Monday, July 21, 2008
God's Plan (III)
1:03 AM by Christi Bowman
Once back from Africa I knew we would be returning. While in Africa I caught a glimpse of my own children playing along side the children of the care points. I am beginning to see where God gives you visions, visions you see clearly with your spiritual eyes...not your physical eyes. Seeing my children in Africa was a bright spiritual vision from the Lord that got even brighter once I realized what it was and who it came from. I still had to work on Kevin a bit. I didn't do much though. I knew we were going back, and I just began to talk like that...a lot. It did not take Kevin long to ask God to make it supernaturally obvious to him if we were to go to Africa. God responded quickly. One of the ways in which God instilled confidence in Kevin was through a mission organization named
AIM.
I LOVE AIM!!! I love the people. I love what they stand for. I love what they do. I love how they acknowledge the Spirit of God. One of my first encounters with the Holy Spirit, maybe my very first one, happened while at the AIM headquarters in GA. I WANTED MORE! I wanted to stay forever. God took me back to IL and walked me through finding the Holy Spirit for myself. One of Kevin's fleeces before God was to write to the founder and head of AIM,
Seth Barnes. Kevin gave Seth some back story and told him of our desire to go back to Swaziland. The fleece was all in how Seth responded. If Seth said you have to go back to school, get some experience, training, stuff like that Kevin would know God was saying wait. If Seth was more like yeah lets do this then Kev would feel like God was opening a door. Seth said "this could work". After that we began seeing that God's hands had been, were presently, and still are all over this process.
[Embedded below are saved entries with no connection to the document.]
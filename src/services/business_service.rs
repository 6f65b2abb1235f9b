// src/services/business_service.rs

use std::{collections::BTreeSet, sync::Arc};

use uuid::Uuid;
use validator::Validate;

use crate::{
    common::error::AppError,
    db::{BusinessRepository, ReviewRepository},
    models::{
        auth::User,
        business::{Business, BusinessPage, BusinessPatch, NewProduct, Product},
    },
    services::review_service::average_rating,
};

/// Filtro da tela de busca: nome contém `query` literalmente (sem diferenciar
/// maiúsculas) E, se houver, categoria exatamente igual. Query vazia casa com tudo.
pub fn filter_businesses<'a>(
    businesses: &'a [Business],
    query: &str,
    category: Option<&str>,
) -> Vec<&'a Business> {
    let needle = query.to_lowercase();

    businesses
        .iter()
        .filter(|b| needle.is_empty() || b.business_name.to_lowercase().contains(&needle))
        .filter(|b| category.is_none_or(|c| b.category == c))
        .collect()
}

#[derive(Clone)]
pub struct BusinessService {
    repo: Arc<dyn BusinessRepository>,
    reviews: Arc<dyn ReviewRepository>,
}

impl BusinessService {
    pub fn new(repo: Arc<dyn BusinessRepository>, reviews: Arc<dyn ReviewRepository>) -> Self {
        Self { repo, reviews }
    }

    // =========================================================================
    //  BUSCA / DIRETÓRIO
    // =========================================================================

    /// Carrega o diretório inteiro e filtra em memória.
    pub async fn search(
        &self,
        query: Option<&str>,
        category: Option<&str>,
    ) -> Result<Vec<Business>, AppError> {
        let all = self.repo.list_all().await?;
        let category = category.map(str::trim).filter(|c| !c.is_empty());

        Ok(filter_businesses(&all, query.unwrap_or(""), category)
            .into_iter()
            .cloned()
            .collect())
    }

    pub async fn list_categories(&self) -> Result<Vec<String>, AppError> {
        let all = self.repo.list_all().await?;
        let categories: BTreeSet<String> = all.into_iter().map(|b| b.category).collect();
        Ok(categories.into_iter().collect())
    }

    pub async fn get_business(&self, business_id: Uuid) -> Result<Business, AppError> {
        self.repo
            .find_by_id(business_id)
            .await?
            .ok_or(AppError::BusinessNotFound)
    }

    /// Perfil + catálogo + avaliações, com a média recalculada agora.
    pub async fn get_business_page(&self, business_id: Uuid) -> Result<BusinessPage, AppError> {
        let business = self.get_business(business_id).await?;
        let products = self.repo.list_products(business_id).await?;
        let reviews = self.reviews.list_for_business(business_id).await?;

        Ok(BusinessPage {
            average_rating: average_rating(&reviews),
            review_count: reviews.len(),
            business,
            products,
            reviews,
        })
    }

    // =========================================================================
    //  POSSE
    // =========================================================================

    /// A empresa da conta logada.
    pub async fn business_of(&self, user: &User) -> Result<Business, AppError> {
        if !user.is_business() {
            return Err(AppError::BusinessAccountRequired);
        }
        self.repo
            .find_by_owner(user.id)
            .await?
            .ok_or(AppError::BusinessNotFound)
    }

    /// Garante que `user` é o dono de `business_id`.
    pub async fn ensure_owner(&self, user: &User, business_id: Uuid) -> Result<Business, AppError> {
        if !user.is_business() {
            return Err(AppError::BusinessAccountRequired);
        }
        let business = self.get_business(business_id).await?;
        if business.owner_id != user.id {
            return Err(AppError::NotBusinessOwner);
        }
        Ok(business)
    }

    // =========================================================================
    //  EDIÇÃO (DONO)
    // =========================================================================

    pub async fn update_business(
        &self,
        user: &User,
        business_id: Uuid,
        expected_version: i32,
        mut patch: BusinessPatch,
    ) -> Result<Business, AppError> {
        // Nome e categoria nunca ficam em branco
        patch.business_name = patch.business_name.map(|v| v.trim().to_string());
        patch.category = patch.category.map(|v| v.trim().to_string());
        patch.validate()?;

        self.ensure_owner(user, business_id).await?;
        let updated = self
            .repo
            .update_profile(business_id, expected_version, patch)
            .await?;

        tracing::info!("✏️ Perfil da empresa {} atualizado (versão {})", updated.id, updated.version);
        Ok(updated)
    }

    pub async fn add_product(
        &self,
        user: &User,
        business_id: Uuid,
        product: NewProduct,
    ) -> Result<Product, AppError> {
        self.ensure_owner(user, business_id).await?;
        self.repo.add_product(business_id, product).await
    }

    pub async fn remove_product(
        &self,
        user: &User,
        business_id: Uuid,
        product_id: Uuid,
    ) -> Result<(), AppError> {
        self.ensure_owner(user, business_id).await?;
        if !self.repo.remove_product(business_id, product_id).await? {
            return Err(AppError::ProductNotFound);
        }
        Ok(())
    }

    pub async fn find_product(&self, business_id: Uuid, product_id: Uuid) -> Result<Product, AppError> {
        self.repo
            .find_product(business_id, product_id)
            .await?
            .ok_or(AppError::ProductNotFound)
    }
}

#[cfg(test)]
mod tests {
    use super::*;
    use crate::services::test_support::{new_business, World};
    use chrono::Utc;
    use rust_decimal::Decimal;

    fn listing(name: &str, category: &str) -> Business {
        let now = Utc::now();
        Business {
            id: Uuid::new_v4(),
            owner_id: Uuid::new_v4(),
            business_name: name.into(),
            description: String::new(),
            long_description: String::new(),
            location: String::new(),
            phone_number: String::new(),
            establishment_date: None,
            category: category.into(),
            images: vec![],
            version: 1,
            created_at: now,
            updated_at: now,
        }
    }

    #[test]
    fn search_filters_compose_with_and() {
        let directory = vec![listing("Spice Hub", "food"), listing("Tech Shop", "technology")];

        let by_text = filter_businesses(&directory, "spice", None);
        assert_eq!(by_text.len(), 1);
        assert_eq!(by_text[0].business_name, "Spice Hub");

        let by_category = filter_businesses(&directory, "", Some("technology"));
        assert_eq!(by_category.len(), 1);
        assert_eq!(by_category[0].business_name, "Tech Shop");

        assert!(filter_businesses(&directory, "shop", Some("food")).is_empty());
    }

    #[test]
    fn empty_query_without_category_returns_everything() {
        let directory = vec![listing("Spice Hub", "food"), listing("Tech Shop", "technology")];
        assert_eq!(filter_businesses(&directory, "", None).len(), 2);
    }

    #[test]
    fn query_is_matched_as_a_literal_substring() {
        let directory = vec![listing("Spice Hub", "food")];
        assert_eq!(filter_businesses(&directory, "HUB", None).len(), 1);
        assert!(filter_businesses(&directory, "hub ", None).is_empty());
    }

    #[tokio::test]
    async fn stale_version_is_rejected() {
        let world = World::new();
        let (owner, business) = world.business("loja@spice.com", new_business("Spice Hub", "food")).await;

        let patch = BusinessPatch { location: Some("Rua A, 10".into()), ..Default::default() };
        let updated = world
            .business_service
            .update_business(&owner, business.id, 1, patch.clone())
            .await
            .unwrap();
        assert_eq!(updated.version, 2);
        assert_eq!(updated.location, "Rua A, 10");

        // Segunda edição feita sobre a versão 1: conflito
        let err = world
            .business_service
            .update_business(&owner, business.id, 1, patch)
            .await
            .unwrap_err();
        assert!(matches!(err, AppError::StaleBusinessVersion { expected: 1, current: 2 }));
    }

    #[tokio::test]
    async fn blank_name_or_category_is_rejected_and_nothing_changes() {
        let world = World::new();
        let (owner, business) = world.business("loja@spice.com", new_business("Spice Hub", "food")).await;

        let patch = BusinessPatch {
            business_name: Some("".into()),
            category: Some("   ".into()),
            ..Default::default()
        };
        let err = world
            .business_service
            .update_business(&owner, business.id, 1, patch)
            .await
            .unwrap_err();
        assert!(matches!(err, AppError::ValidationError(_)));

        let page = world.business_service.get_business_page(business.id).await.unwrap();
        assert_eq!(page.business.business_name, "Spice Hub");
        assert_eq!(page.business.version, 1);
        let food = world.business_service.search(None, Some("food")).await.unwrap();
        assert_eq!(food.len(), 1);
    }

    #[tokio::test]
    async fn only_the_owner_manages_products() {
        let world = World::new();
        let (owner, business) = world.business("loja@spice.com", new_business("Spice Hub", "food")).await;
        let (intruder, _) = world.business("outra@loja.com", new_business("Outra", "food")).await;
        let customer = world.customer("cliente@x.com").await;

        let product = NewProduct {
            name: "Samosa".into(),
            description: String::new(),
            price: Decimal::new(450, 2),
            image: String::new(),
        };

        let err = world
            .business_service
            .add_product(&intruder, business.id, product.clone())
            .await
            .unwrap_err();
        assert!(matches!(err, AppError::NotBusinessOwner));

        let err = world
            .business_service
            .add_product(&customer, business.id, product.clone())
            .await
            .unwrap_err();
        assert!(matches!(err, AppError::BusinessAccountRequired));

        let created = world
            .business_service
            .add_product(&owner, business.id, product)
            .await
            .unwrap();
        world
            .business_service
            .remove_product(&owner, business.id, created.id)
            .await
            .unwrap();

        let err = world
            .business_service
            .remove_product(&owner, business.id, created.id)
            .await
            .unwrap_err();
        assert!(matches!(err, AppError::ProductNotFound));
    }

    #[tokio::test]
    async fn categories_are_distinct_and_sorted() {
        let world = World::new();
        world.business("a@x.com", new_business("A", "technology")).await;
        world.business("b@x.com", new_business("B", "food")).await;
        world.business("c@x.com", new_business("C", "food")).await;

        let categories = world.business_service.list_categories().await.unwrap();
        assert_eq!(categories, vec!["food".to_string(), "technology".to_string()]);
    }
}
One of the things AIM does to get you ready to go out into the world is have you take some tests. One of the tests Kevin and I took was the Taylor-Johnson. Kevin and I took this test together on our respective laptops. When we were done we looked at each other and said "that was kind of dumb". The questions were not very introspective and they seemed to be all over the place...no real order. I felt confused after I took it. Kevin and I could not have been more wrong about that test. The results of that test blew us both out of the water.
Kevin has blogged some of his thoughts on his test results. My test results came back with leadership potential. It seemed like I had some strong scores in some good areas but my self esteem was so astoundingly low that it was prohibiting me from coming anywhere near what I could be. AIM employs a psychologist to go over the test results once you see them, and he called me to discuss mine on a Wed night after church.
WOW. Words can't describe that conversation. That psychologist is one powerful man. We began talking and I immediately felt at ease. He asked me some questions and I immediately opened up. it was easy. It was though I had been talking to him for years. He started telling me some good things about myself and I started to cry. They were to painful to hear. He started crying with me and what he told me next he said was from God. He said that "I don't see myself the way God sees me" and he told me things that God saw and loved about me personally...and that was powerful!! We talked some more about the child abuse, the sexual, physical, emotional and religious abuse. We talked about the role my parents played, although they were not the abusers. As he continued to talk I felt a heaviness in the air. Everything in view became very sharp, and the world around me though loud, became quiet, peaceful, and still. It was surreal...almost as if time had stopped for everyone but us. He began to pray over the phone and he said to God "I sense that your Spirit is there with Christi right now" and he nailed it. That's what it was and it was amazing. That sense, although not always as overwhelming as that night, has not left me since. He prayed for peace, and direction, and healing for me...and then he hung up. I sat there alone for a while, just enjoying the presence of God, and then I got angry.
More tomorrow.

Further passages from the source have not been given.